Materials provided Block Start
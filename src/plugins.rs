//! Built-in plugin table consulted by every new context.

use crate::engine::layout::{DOT_LAYOUT_LIBRARY, NEATO_LAYOUT_LIBRARY};
use crate::engine::plugin::PreloadedSymbol;
use crate::engine::render::CORE_LIBRARY;
use crate::engine::{Context, Failure};

pub static PRELOADED: &[PreloadedSymbol] = &[
    PreloadedSymbol {
        symbol: "gvplugin_core_LTX_library",
        library: &CORE_LIBRARY,
    },
    PreloadedSymbol {
        symbol: "gvplugin_dot_layout_LTX_library",
        library: &DOT_LAYOUT_LIBRARY,
    },
    PreloadedSymbol {
        symbol: "gvplugin_neato_layout_LTX_library",
        library: &NEATO_LAYOUT_LIBRARY,
    },
];

/// A fresh engine context with every built-in plugin registered.
pub fn new_context() -> Result<Context, Failure> {
    Context::with_plugins(PRELOADED)
}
Materials provided Block End
Work instructions
Retype, without changes, the lines from the line holding "built-in plugin registered." to the end of the data, both ends included.

Problem solution
/// A fresh engine context with every built-in plugin registered.
pub fn new_context() -> Result<Context, Failure> {
    Context::with_plugins(PRELOADED)
}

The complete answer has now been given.